Ситуация детей была куда благоприятней, чем у их предшественников. Тогда, в николаевскую эпоху, оппозицию представляли немногие изолированные кружки или небольшие группы, не располагавшие ни общей трибуной для выражения своих взглядов, ни каналами связи для осуществления каких бы то ни было общественных акций. Возмущение социальной несправедливостью и деспотизмом не могло вылиться в открытый протест. Расплачиваться за стратегию вытеснения общественного мнения, принятую Николаем I, пришлось его либеральному сыну. Ибо “нигилизм” 60-х годов и террористическое безумие 70-х — не что иное, как запоздалая реакция на засилие крепостнического режима: отказ от этого режима, по мнению многих, состоялся слишком поздно, когда уже почти невозможно было преодолеть вражду между правительством и оппозицией — равно как и отчуждение между помещиками и крестьянами.
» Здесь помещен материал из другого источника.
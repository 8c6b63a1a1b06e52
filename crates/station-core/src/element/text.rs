//! Text element.

use super::style::{Color, FontStyle, FontWeight, Outline, Shadow, TextAlign, TextDecoration};
use super::{ElementBase, ElementKind, ElementPatch, ElementTrait};
use kurbo::{BezPath, Shape as KurboShape};
use serde::{Deserialize, Serialize};

/// Default line height multiplier when none is set.
pub const DEFAULT_LINE_HEIGHT: f64 = 1.2;

/// Average glyph advance as a fraction of the font size, used for size estimates.
const APPROX_CHAR_WIDTH: f64 = 0.6;

/// A block of text with its top-left corner at `(x, y)`.
///
/// Glyph layout belongs to the renderer; the box stored here is an estimate
/// taken when the element is created and then owned by the user like any other
/// box.
#[derive(Debug, Clone, PartialEq, Serialize, Deserialize)]
pub struct TextElement {
    #[serde(flatten)]
    pub base: ElementBase,
    pub text: String,
    pub font_size: f64,
    pub font_family: String,
    pub fill: Color,
    #[serde(default)]
    pub font_style: FontStyle,
    #[serde(default)]
    pub font_weight: FontWeight,
    #[serde(default)]
    pub align: TextAlign,
    #[serde(default, skip_serializing_if = "Option::is_none")]
    pub letter_spacing: Option<f64>,
    #[serde(default, skip_serializing_if = "Option::is_none")]
    pub line_height: Option<f64>,
    #[serde(default)]
    pub decoration: TextDecoration,
    #[serde(default, skip_serializing_if = "Option::is_none")]
    pub shadow: Option<Shadow>,
    #[serde(default, skip_serializing_if = "Option::is_none")]
    pub outline: Option<Outline>,
}

impl TextElement {
    pub const DEFAULT_FONT_SIZE: f64 = 32.0;
    pub const DEFAULT_FONT_FAMILY: &'static str = "Inter";

    pub fn new(x: f64, y: f64, text: impl Into<String>) -> Self {
        let text = text.into();
        let (width, height) = estimate_size(&text, Self::DEFAULT_FONT_SIZE, DEFAULT_LINE_HEIGHT);
        Self {
            base: ElementBase::new(ElementKind::Text.display_name(), x, y, width, height),
            text,
            font_size: Self::DEFAULT_FONT_SIZE,
            font_family: Self::DEFAULT_FONT_FAMILY.to_string(),
            fill: Color::rgb(17, 24, 39),
            font_style: FontStyle::default(),
            font_weight: FontWeight::default(),
            align: TextAlign::default(),
            letter_spacing: None,
            line_height: None,
            decoration: TextDecoration::default(),
            shadow: None,
            outline: None,
        }
    }

    pub fn line_height(&self) -> f64 {
        self.line_height.unwrap_or(DEFAULT_LINE_HEIGHT)
    }
}

/// Approximate box for `text` at `font_size`.
pub fn estimate_size(text: &str, font_size: f64, line_height: f64) -> (f64, f64) {
    let lines = text.lines().count().max(1);
    let longest = text.lines().map(|l| l.chars().count()).max().unwrap_or(0);
    (
        longest as f64 * font_size * APPROX_CHAR_WIDTH,
        lines as f64 * font_size * line_height,
    )
}

impl ElementTrait for TextElement {
    fn base(&self) -> &ElementBase {
        &self.base
    }

    fn base_mut(&mut self) -> &mut ElementBase {
        &mut self.base
    }

    fn local_path(&self) -> BezPath {
        self.local_bounds().to_path(0.1)
    }

    fn apply_patch(&mut self, patch: &ElementPatch) {
        if let Some(text) = &patch.text {
            self.text = text.clone();
        }
        if let Some(size) = patch.font_size {
            self.font_size = size.max(1.0);
        }
        if let Some(family) = &patch.font_family {
            self.font_family = family.clone();
        }
        if let Some(fill) = patch.fill {
            self.fill = fill;
        }
        if let Some(style) = patch.font_style {
            self.font_style = style;
        }
        if let Some(weight) = patch.font_weight {
            self.font_weight = weight;
        }
        if let Some(align) = patch.align {
            self.align = align;
        }
        if let Some(spacing) = patch.letter_spacing {
            self.letter_spacing = Some(spacing);
        }
        if let Some(height) = patch.line_height {
            self.line_height = Some(height.max(0.1));
        }
        if let Some(decoration) = patch.decoration {
            self.decoration = decoration;
        }
        if let Some(shadow) = &patch.shadow {
            self.shadow = Some(shadow.clone());
        }
        if let Some(outline) = &patch.outline {
            self.outline = Some(outline.clone());
        }
    }
}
Таким образом, невзирая на оттепель, несмотря на эйфорию национального примирения в начале царствования Александра II, страна все более съезжала к конфронтации. Проповедники терпимости и компромисса оказались в изоляции. Новый либеральный курс должен был опираться на социального носителя, — найти его было очень трудно. В России не было или почти не было среднего состояния — главной опоры политического свободомыслия на Западе. Буржуазия, “торгаши” — никогда не пользовались здесь высоким общественным престижем. В обществе не могли проявить себя в полной мере и, так сказать, себя окупить такие буржуазные качества, как благоразумие, деловитость и т. п. Хотя интеллигенция утратила всякую связь с православной церковью, мышление интеллигентов не смогло освободиться от определенной религиозной окраски. Их фанатическая преданность революционным идеалам сильно напоминала страстную веру предков в чистоту православия, ту веру, во имя которой некогда самосжигались старообрядцы. Сочетание нового и старого давало смесь исключительной взрывчатой силы.
Достоевский, сам принадлежавший к “ордену”, но ставший его судьей и обличителем, писал о социализме, что он лишь на поверхности выглядит общественно-политическим учением: куда важней его политических притязаний стремление социализма стать альтернативой христианству. Эта характеристика претендовала на универсальность, но описывала скорее положение вещей в России, чем на Западе
Тем не менее религиозный характер мышления интеллигентов был непроизвольным и неосознанным, ведь задача состояла в полном разрыве с традицией: интеллигенция выступила как разрушительница всех святынь. Единственное, что уцелело в этом всеобщем процессе разрушения и оставалось предметом пламенных восхвалений, был русский простой народ. Народ, олицетворение мудрости и добра. Все понятия, все культурные начинания, недоступные пониманию низших слоев, были отброшены как ненужные и недозволенные. Как замечает Николай Бердяев, занятие философией в России долгое время считалось “почти безнравственным”, тех, кто углублялся в абстрактные проблемы, автоматически подозревали в равнодушии к народным бедам.
Но при всей своей самоотверженности, готовности следовать до конца идеалам равенства, при всем народолюбии, интеллигенция не могла отменить тот прискорбный факт, что в действительности она принадлежала к образованному и, следовательно, привилегированному слою. Для мужиков интеллигент, как и помещик, был представителем ненавистного европеизированного слоя господ: и язык, и мировоззрение этого слоя были им непонятны. Хотя аграрный вопрос был самым жгучим и насущным вопросом, крестьянство не проявляло желания препоручить интеллигенции руководство в борьбе за его интересы. Об этом свидетельствует хорошо известная судьба народников, юношей и девушек, которые в 70-х годах “пошли в народ”, чтобы открыть ему глаза. Крестьяне не слушали агитаторов, а то и просто выдавали их полиции. Этот провал и ощущение беспомощности, несомненно, были одной из важнейших причин радикализации народников, перехода к революционному террору. Общество нужно было “разбудить”. Но и самые сенсационные покушения не сумели встряхнуть эксплуатируемые массы.